Discours prononcé au Moussallah (Eid gah) à l’occasion de l’ Eidoul Adha 1429 / 2008
Dans la vie des nations, il y a des jours marquants de l’année où les gens se regroupent et les pensées se concentrent autour d’un fait spirituel qui les unit. Ce sont les jours de Eid.
Le Eid oul adha vient juste après la descente des pèlerins du mont Arafat qui est le point culminant et le devoir primordial du pèlerinage.
Cette foule immense, poussée par la ferveur de la foi, ivre de cette joie indicible que l’on ressent dans l’accomplissement sincère de tout acte religieux, se presse et se bouscule pour ne pas manquer un seul rite de cette obligation sacrée, faisant fi de la fatigue, du manque total de confort et parfois même du manque d’eau et de sommeil.
Le reste du monde musulman les suit de loin par la pensée, soit qu’il ait un parent ou un ami parmi eux, soit qu’ils soient brûlés par le désir d’être un jour de leur nombre.
Et cette mobilisation de volonté, cette effervescence des cœurs sont clôturées par le jour d’eid.
En ce jour, le nom d’un homme extraordinaire résonne dans l’esprit de chaque musulman.
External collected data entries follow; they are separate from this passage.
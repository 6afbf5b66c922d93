// SPDX-License-Identifier: CEPL-1.0
//! Buffers, images and uploads.
//!
//! Device-local memory is only ever filled through a host-visible staging
//! buffer and a one-shot copy. Temporaries are held in scoped guards so
//! they are released on every exit path, including `?` returns.

use crate::error::VkError;
use anyhow::{Context, Result};
use ash::{vk, Device, Instance};
use lantern_render::TextureData;

/// First memory type allowed by `type_bits` whose flags contain `flags`.
pub fn find_memory_type(
    props: &vk::PhysicalDeviceMemoryProperties,
    type_bits: u32,
    flags: vk::MemoryPropertyFlags,
) -> Result<u32, VkError> {
    (0..props.memory_type_count)
        .find(|&i| {
            type_bits & (1 << i) != 0
                && props.memory_types[i as usize].property_flags.contains(flags)
        })
        .ok_or(VkError::NoSuitableMemoryType { type_bits, flags })
}

/// Depth formats in order of preference.
pub const DEPTH_CANDIDATES: [vk::Format; 3] = [
    vk::Format::D32_SFLOAT,
    vk::Format::D32_SFLOAT_S8_UINT,
    vk::Format::D24_UNORM_S8_UINT,
];

pub fn choose_depth_format(
    mut props_of: impl FnMut(vk::Format) -> vk::FormatProperties,
) -> Result<vk::Format, VkError> {
    DEPTH_CANDIDATES
        .into_iter()
        .find(|&f| {
            props_of(f)
                .optimal_tiling_features
                .contains(vk::FormatFeatureFlags::DEPTH_STENCIL_ATTACHMENT)
        })
        .ok_or(VkError::NoDepthFormat)
}

/// Access masks and stages for the layout transitions textures go through.
pub fn transition_masks(
    from: vk::ImageLayout,
    to: vk::ImageLayout,
) -> Result<
    (
        vk::AccessFlags,
        vk::AccessFlags,
        vk::PipelineStageFlags,
        vk::PipelineStageFlags,
    ),
    VkError,
> {
    match (from, to) {
        (vk::ImageLayout::UNDEFINED, vk::ImageLayout::TRANSFER_DST_OPTIMAL) => Ok((
            vk::AccessFlags::empty(),
            vk::AccessFlags::TRANSFER_WRITE,
            vk::PipelineStageFlags::TOP_OF_PIPE,
            vk::PipelineStageFlags::TRANSFER,
        )),
        (vk::ImageLayout::TRANSFER_DST_OPTIMAL, vk::ImageLayout::SHADER_READ_ONLY_OPTIMAL) => {
            Ok((
                vk::AccessFlags::TRANSFER_WRITE,
                vk::AccessFlags::SHADER_READ,
                vk::PipelineStageFlags::TRANSFER,
                vk::PipelineStageFlags::FRAGMENT_SHADER,
            ))
        }
        _ => Err(VkError::UnsupportedLayoutTransition { from, to }),
    }
}

fn color_range(base_mip_level: u32, level_count: u32) -> vk::ImageSubresourceRange {
    vk::ImageSubresourceRange {
        aspect_mask: vk::ImageAspectFlags::COLOR,
        base_mip_level,
        level_count,
        base_array_layer: 0,
        layer_count: 1,
    }
}

/// Creates `count` objects in order. If one fails, the ones already made go to
/// `destroy` before the error is returned.
pub(crate) fn create_all<T, E>(
    count: usize,
    mut create: impl FnMut() -> Result<T, E>,
    mut destroy: impl FnMut(&T),
) -> Result<Vec<T>, E> {
    let mut made = Vec::with_capacity(count);
    for _ in 0..count {
        match create() {
            Ok(v) => made.push(v),
            Err(e) => {
                made.iter().for_each(&mut destroy);
                return Err(e);
            }
        }
    }
    Ok(made)
}

#[derive(Clone, Copy, Debug)]
pub(crate) struct GpuBuffer {
    pub buffer: vk::Buffer,
    pub memory: vk::DeviceMemory,
    pub size: vk::DeviceSize,
}

impl GpuBuffer {
    /// Copies `bytes` into host-visible memory at offset 0.
    pub(crate) unsafe fn write(&self, device: &Device, bytes: &[u8]) -> Result<()> {
        let len = bytes.len().min(self.size as usize);
        let ptr = device
            .map_memory(self.memory, 0, self.size, vk::MemoryMapFlags::empty())
            .context("map_memory")?;
        std::ptr::copy_nonoverlapping(bytes.as_ptr(), ptr.cast::<u8>(), len);
        device.unmap_memory(self.memory);
        Ok(())
    }

    pub(crate) unsafe fn destroy(&self, device: &Device) {
        device.destroy_buffer(self.buffer, None);
        device.free_memory(self.memory, None);
    }
}

#[derive(Clone, Copy, Debug, Default)]
pub(crate) struct GpuImage {
    pub image: vk::Image,
    pub memory: vk::DeviceMemory,
    pub view: vk::ImageView,
}

impl GpuImage {
    pub(crate) unsafe fn destroy(&self, device: &Device) {
        device.destroy_image_view(self.view, None);
        device.destroy_image(self.image, None);
        device.free_memory(self.memory, None);
    }
}

/// Destroys the buffer on drop unless [`ScopedBuffer::release`]d.
struct ScopedBuffer<'a> {
    device: &'a Device,
    buf: GpuBuffer,
    armed: bool,
}

impl<'a> ScopedBuffer<'a> {
    fn new(device: &'a Device, buf: GpuBuffer) -> Self {
        Self {
            device,
            buf,
            armed: true,
        }
    }

    fn release(mut self) -> GpuBuffer {
        self.armed = false;
        self.buf
    }
}

impl Drop for ScopedBuffer<'_> {
    fn drop(&mut self) {
        if self.armed {
            unsafe { self.buf.destroy(self.device) };
        }
    }
}

/// A primary command buffer recorded once, submitted, waited on and freed.
struct OneShot<'a> {
    device: &'a Device,
    pool: vk::CommandPool,
    cmd: vk::CommandBuffer,
}

impl<'a> OneShot<'a> {
    unsafe fn begin(device: &'a Device, pool: vk::CommandPool) -> Result<Self> {
        let ai = vk::CommandBufferAllocateInfo {
            s_type: vk::StructureType::COMMAND_BUFFER_ALLOCATE_INFO,
            command_pool: pool,
            level: vk::CommandBufferLevel::PRIMARY,
            command_buffer_count: 1,
            ..Default::default()
        };
        let cmd = device
            .allocate_command_buffers(&ai)
            .context("allocate one-shot command buffer")?[0];
        let guard = Self { device, pool, cmd };
        let bi = vk::CommandBufferBeginInfo {
            s_type: vk::StructureType::COMMAND_BUFFER_BEGIN_INFO,
            flags: vk::CommandBufferUsageFlags::ONE_TIME_SUBMIT,
            ..Default::default()
        };
        device.begin_command_buffer(cmd, &bi)?;
        Ok(guard)
    }

    unsafe fn submit_and_wait(self, queue: vk::Queue) -> Result<()> {
        self.device.end_command_buffer(self.cmd)?;
        let si = vk::SubmitInfo {
            s_type: vk::StructureType::SUBMIT_INFO,
            command_buffer_count: 1,
            p_command_buffers: &self.cmd,
            ..Default::default()
        };
        self.device
            .queue_submit(queue, std::slice::from_ref(&si), vk::Fence::null())
            .context("one-shot queue_submit")?;
        self.device.queue_wait_idle(queue)?;
        Ok(())
    }
}

impl Drop for OneShot<'_> {
    fn drop(&mut self) {
        unsafe {
            self.device
                .free_command_buffers(self.pool, std::slice::from_ref(&self.cmd))
        };
    }
}

pub(crate) unsafe fn create_image_view(
    device: &Device,
    image: vk::Image,
    format: vk::Format,
    aspect_mask: vk::ImageAspectFlags,
    mip_levels: u32,
) -> Result<vk::ImageView> {
    let ci = vk::ImageViewCreateInfo {
        s_type: vk::StructureType::IMAGE_VIEW_CREATE_INFO,
        image,
        view_type: vk::ImageViewType::TYPE_2D,
        format,
        subresource_range: vk::ImageSubresourceRange {
            aspect_mask,
            base_mip_level: 0,
            level_count: mip_levels,
            base_array_layer: 0,
            layer_count: 1,
        },
        ..Default::default()
    };
    Ok(device.create_image_view(&ci, None)?)
}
Un seul homme à la source de ce phénomène mondial sans précédent dans l’histoire de l’humanité tant pas la ferveur qu’il génère que par l’esprit d’unité qu’il suscite, l’appartenance à une seule oummah : « Suis le culte d’Abraham, ce pur monothéiste qui ne s’est jamais compromis avec les païens » ( An nahl 123). C’est Ibrahim (as)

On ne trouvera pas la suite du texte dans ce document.